Raphaël Nieuwjaer : Quel a été votre parcours ?
Mathieu Berthon : J’ai débuté en 2002 à l’ADRC (Agence pour le développement Régional du Cinéma) où j’ai travaillé deux ans sous la direction de Jean-Michel Gévaudan en tant que correspondant régional pour les Régions Nord, Picardie, Centre et Bourgogne. J’y ai découvert la richesse du cinéma en France, et notamment son nombre impressionnant de salles – tenues parfois par des bénévoles, et toujours par des passionnés. C’est probablement de là, et de mes origines ardéchoises, que me vient l’attachement et mon profond respect pour le travail de la petite et moyenne exploitation.
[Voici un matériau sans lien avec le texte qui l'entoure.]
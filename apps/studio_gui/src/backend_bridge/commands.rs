//! Backend commands queued from UI to backend worker.

use shared::domain::ProductId;
use std::path::PathBuf;

pub enum BackendCommand {
    RefreshCatalog,
    FetchProductImage {
        product_id: ProductId,
        image_url: String,
    },
    CreateProduct {
        name: String,
        image_path: PathBuf,
    },
    TryOn {
        product_id: ProductId,
        selfie_path: PathBuf,
    },
    FetchResultImage {
        result_url: String,
    },
}
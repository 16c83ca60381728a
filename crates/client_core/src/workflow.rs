//! Client-side state for the upload / try-on screens.
//!
//! `TryOnWorkflow` owns everything the UI displays: the product catalog,
//! the upload being assembled, the selfie submission, the composited
//! result, one shared busy flag and one error slot. Network-triggering
//! operations split into a `begin_*` transition (precondition check, busy
//! latch, payload handoff) and a pair of completion transitions driven by
//! the caller once the request finishes.
//!
//! The type is generic over the preview resource `P` so display previews
//! can be modeled as owned values: replacing or clearing a preview drops
//! it, which is the single guaranteed release on every exit path. The GUI
//! instantiates `P` with a texture wrapper; tests use a drop-counting
//! guard.

use std::path::{Path, PathBuf};

use shared::domain::{Product, ProductId};
use tracing::debug;

/// Transient product upload being assembled by the user. At most one
/// exists at a time; it is discarded wholesale on successful submission.
struct PendingUpload<P> {
    file: Option<PathBuf>,
    name: String,
    preview: Option<P>,
}

impl<P> Default for PendingUpload<P> {
    fn default() -> Self {
        Self {
            file: None,
            name: String::new(),
            preview: None,
        }
    }
}

/// Transient selfie submission for the try-on flow.
struct SelfieSubmission<P> {
    file: Option<PathBuf>,
    preview: Option<P>,
}

impl<P> Default for SelfieSubmission<P> {
    fn default() -> Self {
        Self {
            file: None,
            preview: None,
        }
    }
}

/// Reference to a server-side composited image. Persists until the next
/// try-on request overwrites it.
#[derive(Debug, Clone, PartialEq, Eq)]
pub struct ProcessedResult {
    pub result_url: String,
}

/// Payload handed to the caller by [`TryOnWorkflow::begin_product_submit`].
#[derive(Debug, Clone, PartialEq, Eq)]
pub struct ProductSubmission {
    pub file: PathBuf,
    pub name: String,
}

/// Payload handed to the caller by [`TryOnWorkflow::begin_try_on`].
#[derive(Debug, Clone, PartialEq, Eq)]
pub struct TryOnSubmission {
    pub file: PathBuf,
    pub product_id: ProductId,
}

pub struct TryOnWorkflow<P> {
    catalog: Vec<Product>,
    selected: Option<Product>,
    pending: PendingUpload<P>,
    selfie: SelfieSubmission<P>,
    result: Option<ProcessedResult>,
    uploaded_url: Option<String>,
    busy: bool,
    error: Option<String>,
}

impl<P> Default for TryOnWorkflow<P> {
    fn default() -> Self {
        Self::new()
    }
}

impl<P> TryOnWorkflow<P> {
    pub fn new() -> Self {
        Self {
            catalog: Vec::new(),
            selected: None,
            pending: PendingUpload::default(),
            selfie: SelfieSubmission::default(),
            result: None,
            uploaded_url: None,
            busy: false,
            error: None,
        }
    }

    /// Replaces the catalog with the server's list, preserving its order.
    /// A failed refresh never reaches this method, so the prior catalog
    /// stays visible in that case.
    pub fn apply_catalog(&mut self, products: Vec<Product>) {
        debug!(count = products.len(), "catalog refreshed");
        self.catalog = products;
    }

    pub fn catalog(&self) -> &[Product] {
        &self.catalog
    }

    /// Replaces the product image selection. The superseded preview (if
    /// any) is dropped here; a failed decode yields `preview: None` while
    /// the file itself is still accepted, as the server has the final say.
    pub fn select_image(&mut self, file: PathBuf, preview: Option<P>) {
        self.pending.file = Some(file);
        self.pending.preview = preview;
    }

    pub fn pending_image(&self) -> Option<&Path> {
        self.pending.file.as_deref()
    }

    pub fn pending_preview(&self) -> Option<&P> {
        self.pending.preview.as_ref()
    }

    pub fn product_name(&self) -> &str {
        &self.pending.name
    }

    /// Mutable name buffer, bound directly to the text input.
    pub fn product_name_mut(&mut self) -> &mut String {
        &mut self.pending.name
    }

    /// Stored location of the most recently uploaded product image.
    pub fn uploaded_url(&self) -> Option<&str> {
        self.uploaded_url.as_deref()
    }

    pub fn can_submit_product(&self) -> bool {
        !self.busy && self.pending.file.is_some() && !self.pending.name.trim().is_empty()
    }

    /// Latches busy and hands back the submission payload, or `None` when
    /// the image is missing, the name is blank, or a request is already in
    /// flight. A `None` here means no request may be issued.
    pub fn begin_product_submit(&mut self) -> Option<ProductSubmission> {
        if self.busy {
            return None;
        }
        let name = self.pending.name.trim();
        if name.is_empty() {
            return None;
        }
        let file = self.pending.file.clone()?;
        self.busy = true;
        self.error = None;
        Some(ProductSubmission {
            file,
            name: name.to_string(),
        })
    }

    /// The upload went through: record the stored URL and discard the
    /// pending upload (file, name, preview) in one step.
    pub fn product_submit_succeeded(&mut self, uploaded_url: String) {
        self.uploaded_url = Some(uploaded_url);
        self.pending = PendingUpload::default();
        self.busy = false;
    }

    /// The upload failed: keep the pending upload untouched so the user
    /// can retry with a single click.
    pub fn product_submit_failed(&mut self, message: impl Into<String>) {
        self.error = Some(message.into());
        self.busy = false;
    }

    /// Marks a catalog entry as the try-on target. Deliberately leaves any
    /// selfie submission and prior result in place.
    pub fn select_product(&mut self, product: Product) {
        debug!(product_id = product.id.0, "product selected");
        self.selected = Some(product);
    }

    pub fn selected_product(&self) -> Option<&Product> {
        self.selected.as_ref()
    }

    /// Same contract as [`Self::select_image`], targeting the selfie.
    pub fn select_selfie(&mut self, file: PathBuf, preview: Option<P>) {
        self.selfie.file = Some(file);
        self.selfie.preview = preview;
    }

    pub fn selfie_image(&self) -> Option<&Path> {
        self.selfie.file.as_deref()
    }

    pub fn selfie_preview(&self) -> Option<&P> {
        self.selfie.preview.as_ref()
    }

    pub fn can_process_try_on(&self) -> bool {
        !self.busy && self.selfie.file.is_some() && self.selected.is_some()
    }

    /// Counterpart of [`Self::begin_product_submit`] for the try-on flow.
    /// The two flows share the busy flag, so at most one request is in
    /// flight across both.
    pub fn begin_try_on(&mut self) -> Option<TryOnSubmission> {
        if self.busy {
            return None;
        }
        let product_id = self.selected.as_ref()?.id;
        let file = self.selfie.file.clone()?;
        self.busy = true;
        self.error = None;
        Some(TryOnSubmission { file, product_id })
    }

    /// Composite ready: store the reference and discard the selfie and its
    /// preview. The selected product stays selected for another round.
    pub fn try_on_succeeded(&mut self, result_url: String) {
        self.result = Some(ProcessedResult { result_url });
        self.selfie = SelfieSubmission::default();
        self.busy = false;
    }

    /// Try-on failed: the selfie is retained for retry.
    pub fn try_on_failed(&mut self, message: impl Into<String>) {
        self.error = Some(message.into());
        self.busy = false;
    }

    pub fn result(&self) -> Option<&ProcessedResult> {
        self.result.as_ref()
    }

    pub fn is_busy(&self) -> bool {
        self.busy
    }

    pub fn error(&self) -> Option<&str> {
        self.error.as_deref()
    }

    pub fn clear_error(&mut self) {
        self.error = None;
    }
}
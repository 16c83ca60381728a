use std::collections::HashMap;
use std::fs;
use std::path::Path;

use arboard::{Clipboard, ImageData};
use client_core::workflow::TryOnWorkflow;
use crossbeam_channel::{Receiver, Sender};
use eframe::egui;
use egui::TextureHandle;
use shared::domain::{Product, ProductId};

use crate::backend_bridge::commands::BackendCommand;
use crate::controller::events::{UiErrorCategory, UiErrorContext, UiEvent};
use crate::controller::orchestration::dispatch_backend_command;

/// Default filename offered by the save-as dialog for a composited image.
const RESULT_DEFAULT_FILENAME: &str = "processed-image.jpg";
/// Largest edge of a decoded display image; bigger sources are downscaled
/// before becoming textures.
const PREVIEW_MAX_DIMENSION: u32 = 1024;
const IMAGE_PICKER_EXTENSIONS: &[&str] = &["png", "jpg", "jpeg", "gif", "webp", "bmp"];

/// Decoded RGBA pixels ready to become a texture on the UI thread.
#[derive(Clone)]
pub struct PreviewImage {
    pub width: usize,
    pub height: usize,
    pub rgba: Vec<u8>,
}

impl PreviewImage {
    fn to_color_image(&self) -> egui::ColorImage {
        egui::ColorImage::from_rgba_unmultiplied([self.width, self.height], &self.rgba)
    }
}

/// Owned display texture for a locally picked file. Dropping it frees the
/// texture, so replacing a preview in the workflow releases the old one
/// exactly once.
pub struct TexturePreview {
    texture: TextureHandle,
}

enum RemoteImageState {
    Loading,
    Ready(TextureHandle),
    Failed(String),
}

enum ResultImageState {
    Loading,
    Ready {
        texture: TextureHandle,
        original_bytes: Vec<u8>,
    },
    Failed(String),
}

pub struct StudioApp {
    cmd_tx: Sender<BackendCommand>,
    ui_rx: Receiver<UiEvent>,

    workflow: TryOnWorkflow<TexturePreview>,
    product_images: HashMap<ProductId, RemoteImageState>,
    result_image: Option<ResultImageState>,

    fatal_error: Option<String>,
    status: String,
}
J’ai ensuite rejoint les Films du Losange en 2004, société dirigée par Margaret Menegoz, où j’ai travaillé jusqu’en 2013. Il était intimidant de voir arriver dans les bureaux Barbet Schroeder et Eric Rohmer, ou de recevoir le courrier de Jean-Luc Godard. En même temps, c’était extrêmement motivant et fondateur dans mon parcours. J’ai commencé comme programmateur, pour finir « directeur des ventes » – titre qui à mon sens ne veut rien dire. Nous étions une petite équipe, chacun faisait donc un peu tout. Toujours est-il que nous avons sorti beaucoup de films durant ces années, aux cotés de Olivier Masclet et sous la direction de Régine Vial. J’ai pour elle une profonde admiration. Elle m’a appris le métier de la distribution. Sa passion des auteurs et sa grande humilité en font une personne d’exception ; elle a toujours défendu les films avec sincérité, exigence, et respect pour le travail en profondeur, sur l’ensemble du territoire. Elle est une des pionnières dans le travail avec le réseau associatif, son but étant de toujours défendre le cinéma et les auteurs, et de les faire découvrir au plus grand nombre.
Durant cette période aux Films du Losange, j’ai marqué une pause en 2010 pour vivre une expérience de production qui me tenait à cœur tant j’admire le travail de cet auteur. C’était pour Les Chants de Mandrin, de Rabah Ameur-Zaïmeche. Pendant dix mois, j’ai ainsi accompagné la préparation et le tournage du film.
Sortir un film est toujours une bataille, et il ne serait pas possible de la mener sans les amitiés que l’on noue avec les cinéastes.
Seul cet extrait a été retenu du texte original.